15h45. Pause. Tu sors prendre l’air. Besoin d’être seule, de respirer, juste cinq minutes. Tu reviens doucement à toi. Un bon bol d’oxygène. Tu es à 44 %.
17h. Fin de journée.
Le rendez-vous. On te dit que tu es rayonnante, que ta présence fait du bien. Tu souris. Tu dis merci. Mais au fond de toi, t’as qu’une envie : retourner dans ton cocon.
Tu es à 31 %. Tu fais encore bonne figure. Tu écoutes plus que tu ne parles. Pas assez de batterie pour bavarder. Mais tu poses quelques questions. Histoire de maintenir la conversation.
Sur le chemin du retour, les lumières t’agressent. Les phares de voiture, les néons des vitrines… tout est trop. Tu te dis que t’aurais dû mettre tes lunettes anti-lumières bleues. Mais tu les as oublié. Quelqu’un fume à côté de toi. Ton ventre gronde. Tu dois encore organiser ta journée de demain. Et vivement que tu retires ce pantalon. Tout commence à sacrément t’irriter. C’est normal. Tu es à 9 %.

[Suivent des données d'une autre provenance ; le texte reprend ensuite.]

impl TuiState {
    pub fn new(session: ChatSession, theme: Theme) -> Self {
        let input = InputBox::new().with_placeholder(content::CHAT_PLACEHOLDER);

        let mut state = Self {
            session,
            input,
            theme,
            page_scroll: 0,
            selected_project: 0,
            reveal_selection: false,
            preview_open: false,
            chat_scroll: usize::MAX,
            started: Instant::now(),
            awaiting_since: None,
        };
        state.sync_input();
        state
    }

    /// Mirror session state onto the input box
    fn sync_input(&mut self) {
        let widget = self.session.widget();
        self.input.set_focused(widget.panel_open());
        self.input.set_submit_blocked(!widget.can_submit());
        if !widget.awaiting_reply() {
            self.awaiting_since = None;
        }
        if self.session.take_scroll_request() {
            self.chat_scroll = usize::MAX;
        }
    }

    /// Apply a request event from the chat session
    pub fn handle_chat_event(&mut self, event: ChatEvent) {
        self.session.apply(event);
        self.sync_input();
    }

    /// Handle a mouse wheel movement
    pub fn handle_mouse(&mut self, kind: MouseEventKind) {
        let scroll = if self.session.widget().panel_open() {
            &mut self.chat_scroll
        } else {
            &mut self.page_scroll
        };
        match kind {
            MouseEventKind::ScrollUp => *scroll = scroll.saturating_sub(WHEEL_STEP),
            MouseEventKind::ScrollDown => *scroll = scroll.saturating_add(WHEEL_STEP),
            _ => {}
        }
    }

    /// Handle keyboard action. Returns false when the user asked to quit.
    pub fn handle_action(&mut self, action: Action, screen: Rect) -> bool {
        let keep_running = if self.preview_open {
            self.handle_preview_action(action)
        } else if matches!(action, Action::TogglePanel) {
            self.session.toggle_panel();
            true
        } else if self.session.widget().panel_open() {
            self.handle_panel_action(action, screen)
        } else {
            self.handle_page_action(action)
        };

        self.sync_input();
        keep_running
    }

    fn handle_preview_action(&mut self, action: Action) -> bool {
        match action {
            Action::Escape | Action::Submit => {
                self.preview_open = false;
                true
            }
            Action::Quit | Action::Interrupt => false,
            _ => true,
        }
    }

    fn handle_panel_action(&mut self, action: Action, screen: Rect) -> bool {
        match action {
            Action::Submit => {
                match self.session.submit() {
                    Ok(id) => {
                        tracing::debug!(id, "submitted chat message");
                        self.input.clear();
                        self.awaiting_since = Some(Instant::now());
                    }
                    Err(rejection) => {
                        tracing::debug!(?rejection, "submit rejected");
                    }
                }
                true
            }
            Action::Escape => {
                if !self.session.abort() {
                    self.session.toggle_panel();
                }
                true
            }
            Action::Interrupt => self.session.abort(),
            Action::Quit | Action::Eof => false,
            Action::Up => {
                self.chat_scroll = self.chat_scroll.saturating_sub(1);
                true
            }
            Action::Down => {
                self.chat_scroll = self.chat_scroll.saturating_add(1);
                true
            }
            Action::PageUp => {
                self.chat_scroll = self.chat_scroll.saturating_sub(PAGE_STEP);
                true
            }
            Action::PageDown => {
                self.chat_scroll = self.chat_scroll.saturating_add(PAGE_STEP);
                true
            }
            _ => {
                let width = PanelLayout::new(panel_rect(screen)).input.width;
                if self.input.handle_action(&action, width) {
                    self.session.update_input(self.input.content());
                }
                true
            }
        }
    }

    fn handle_page_action(&mut self, action: Action) -> bool {
        let count = content::PROJECTS.len();
        match action {
            Action::Char('?') => self.session.toggle_panel(),
            Action::Char('q') | Action::Quit | Action::Interrupt | Action::Eof => return false,
            Action::Escape => return false,
            Action::Up => self.page_scroll = self.page_scroll.saturating_sub(1),
            Action::Down => self.page_scroll = self.page_scroll.saturating_add(1),
            Action::PageUp => self.page_scroll = self.page_scroll.saturating_sub(PAGE_STEP),
            Action::PageDown => self.page_scroll = self.page_scroll.saturating_add(PAGE_STEP),
            Action::Home => self.page_scroll = 0,
            Action::End => self.page_scroll = usize::MAX,
            Action::Tab => {
                self.selected_project = (self.selected_project + 1) % count;
                self.reveal_selection = true;
            }
            Action::BackTab => {
                self.selected_project = (self.selected_project + count - 1) % count;
                self.reveal_selection = true;
            }
            Action::Submit => self.preview_open = true,
            _ => {}
        }
        true
    }

    /// Render the UI
    pub fn render(&mut self, frame: &mut Frame) {
        let screen = frame.area();
        frame.render_widget(Block::default().style(self.theme.base_style()), screen);
        if screen.height < 2 {
            return;
        }

        frame.render_widget(NavBar::new(&self.theme), Rect::new(screen.x, screen.y, screen.width, 1));
        self.render_page(frame, screen);

        if self.preview_open {
            let project = &content::PROJECTS[self.selected_project];
            frame.render_widget(
                ProjectPreview::new(project, &self.theme),
                page::preview_rect(screen),
            );
        }

        if self.session.widget().panel_open() {
            self.render_chat(frame, screen);
        } else {
            frame.render_widget(
                StatusBadge::new(content::BADGE_HEADLINE, content::BADGE_TAGLINE, &self.theme),
                badge_rect(screen),
            );
        }
    }

    fn render_page(&mut self, frame: &mut Frame, screen: Rect) {
        let body = page::body_rect(screen);
        let view = PageView::build(&self.theme, body.width, self.selected_project);

        if self.reveal_selection {
            if let Some(row) = view.project_row(self.selected_project) {
                self.page_scroll = row.saturating_sub(2);
            }
            self.reveal_selection = false;
        }
        self.page_scroll = clamp_scroll(self.page_scroll, view.height(), body.height as usize);

        frame.render_widget(
            Page::new(&view, &self.theme, self.started).scroll(self.page_scroll),
            body,
        );

        let max_scroll = view.height().saturating_sub(body.height as usize);
        if max_scroll > 0 {
            let mut scrollbar_state = ScrollbarState::new(max_scroll).position(self.page_scroll);
            frame.render_stateful_widget(
                Scrollbar::new(ScrollbarOrientation::VerticalRight)
                    .begin_symbol(None)
                    .end_symbol(None)
                    .style(self.theme.dim_style()),
                Rect::new(screen.x, body.y, screen.width, body.height),
                &mut scrollbar_state,
            );
        }
    }

    fn render_chat(&mut self, frame: &mut Frame, screen: Rect) {
        let area = panel_rect(screen);
        let layout = PanelLayout::new(area);
        let widget = self.session.widget();

        let content_height =
            calculate_message_height(widget.messages(), layout.transcript.width as usize);
        self.chat_scroll = clamp_scroll(
            self.chat_scroll,
            content_height,
            layout.transcript.height as usize,
        );

        let awaiting = if widget.awaiting_reply() {
            Some(self.awaiting_since.unwrap_or(self.started))
        } else {
            None
        };

        frame.render_widget(
            ChatPanel::new(content::CHAT_TITLE, widget.messages(), &self.input, &self.theme)
                .scroll(self.chat_scroll)
                .awaiting(awaiting),
            area,
        );
    }
}
//! Chat service address resolution

use crate::error::{Error, Result};

/// Base URL used when nothing else is configured
pub const DEFAULT_BASE_URL: &str = "http://localhost:5000";

/// Path of the chat endpoint, relative to the base URL
pub const CHAT_PATH: &str = "/api/chat";

/// Root address of the remote chat service
#[derive(Debug, Clone, PartialEq, Eq)]
pub struct Endpoint {
    base_url: String,
}

impl Endpoint {
    /// Create an endpoint from a base URL.
    ///
    /// Trailing slashes are trimmed; the URL must be http or https.
    pub fn new(base_url: impl AsRef<str>) -> Result<Self> {
        let trimmed = base_url.as_ref().trim().trim_end_matches('/');
        if trimmed.is_empty() {
            return Err(Error::InvalidConfig("base URL is empty".to_string()));
        }
        if !(trimmed.starts_with("http://") || trimmed.starts_with("https://")) {
            return Err(Error::InvalidConfig(format!(
                "base URL must start with http:// or https://, got {trimmed}"
            )));
        }
        Ok(Self {
            base_url: trimmed.to_string(),
        })
    }

    /// Pick the first non-blank candidate, falling back to [`DEFAULT_BASE_URL`].
    ///
    /// Candidates are given highest priority first.
    pub fn resolve<I>(candidates: I) -> Result<Self>
    where
        I: IntoIterator<Item = Option<String>>,
    {
        let chosen = candidates
            .into_iter()
            .flatten()
            .find(|candidate| !candidate.trim().is_empty());
        match chosen {
            Some(url) => Self::new(url),
            None => Ok(Self::default()),
        }
    }

    pub fn base_url(&self) -> &str {
        &self.base_url
    }

    /// Full URL of the chat endpoint
    pub fn chat_url(&self) -> String {
        format!("{}{}", self.base_url, CHAT_PATH)
    }
}

impl Default for Endpoint {
    fn default() -> Self {
        Self {
            base_url: DEFAULT_BASE_URL.to_string(),
        }
    }
}
//! Terminal session ownership

use crossterm::{
    event::{DisableBracketedPaste, DisableMouseCapture, EnableBracketedPaste, EnableMouseCapture},
    execute,
    terminal::{EnterAlternateScreen, LeaveAlternateScreen, disable_raw_mode, enable_raw_mode},
};
use ratatui::{Frame, Terminal, backend::CrosstermBackend, layout::Size};
use std::io::{self, Stdout};

/// Owns the terminal for the lifetime of the full-screen UI.
///
/// Raw mode, the alternate screen, mouse capture and bracketed paste are
/// switched on in [`App::new`] and restored on drop, including when the UI
/// loop returns early with an error.
pub struct App {
    terminal: Terminal<CrosstermBackend<Stdout>>,
}

impl App {
    /// Take over the terminal
    pub fn new() -> io::Result<Self> {
        enable_raw_mode()?;
        let mut stdout = io::stdout();
        execute!(
            stdout,
            EnterAlternateScreen,
            EnableMouseCapture,
            EnableBracketedPaste
        )?;
        let backend = CrosstermBackend::new(stdout);
        let terminal = Terminal::new(backend)?;

        Ok(Self { terminal })
    }

    /// Draw one frame
    pub fn draw<F>(&mut self, render: F) -> io::Result<()>
    where
        F: FnOnce(&mut Frame),
    {
        self.terminal.draw(render)?;
        Ok(())
    }

    /// Current terminal size
    pub fn size(&self) -> io::Result<Size> {
        self.terminal.size()
    }
}

impl Drop for App {
    fn drop(&mut self) {
        let _ = disable_raw_mode();
        let _ = execute!(
            self.terminal.backend_mut(),
            LeaveAlternateScreen,
            DisableMouseCapture,
            DisableBracketedPaste
        );
        let _ = self.terminal.show_cursor();
    }
}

Tu arrives chez toi. Tu enlèves tes chaussures. Tu te diriges directement vers la salle de bain. Une douche bien chaude. Vingt minutes sous l’eau, immobile. Tu repasses ta journée en silence.
Puis comme un rituel, tu remets cette journée au passé. À chaque jour suffit sa peine, comme on dit si bien. Demain est un autre jour, comme se le répète tous les soirs votre go avant de se coucher.
Extinction des feux. Il lui reste 5%.
Voici une journée ordinaire dans la peau de Divine. Et Dieu seul sait à quel point sa sensibilité lui est énergivore.
À toi, l’hypersensible, sache que ta façon de ressentir est une force, même quand elle pèse lourd.
Tu n’inventes rien. Tu perçois ce que d’autres ne voient pas. Tu portes des choses invisibles, et pourtant bien réelles.
Non, tu n’es pas “trop”. Tu es juste intense, vraie, à vif parfois. Et ça fait de toi une personne rare. Repose-toi. Préserve-toi.
Tu n’as rien à prouver. Et tu n’es jamais seul. Je suis là.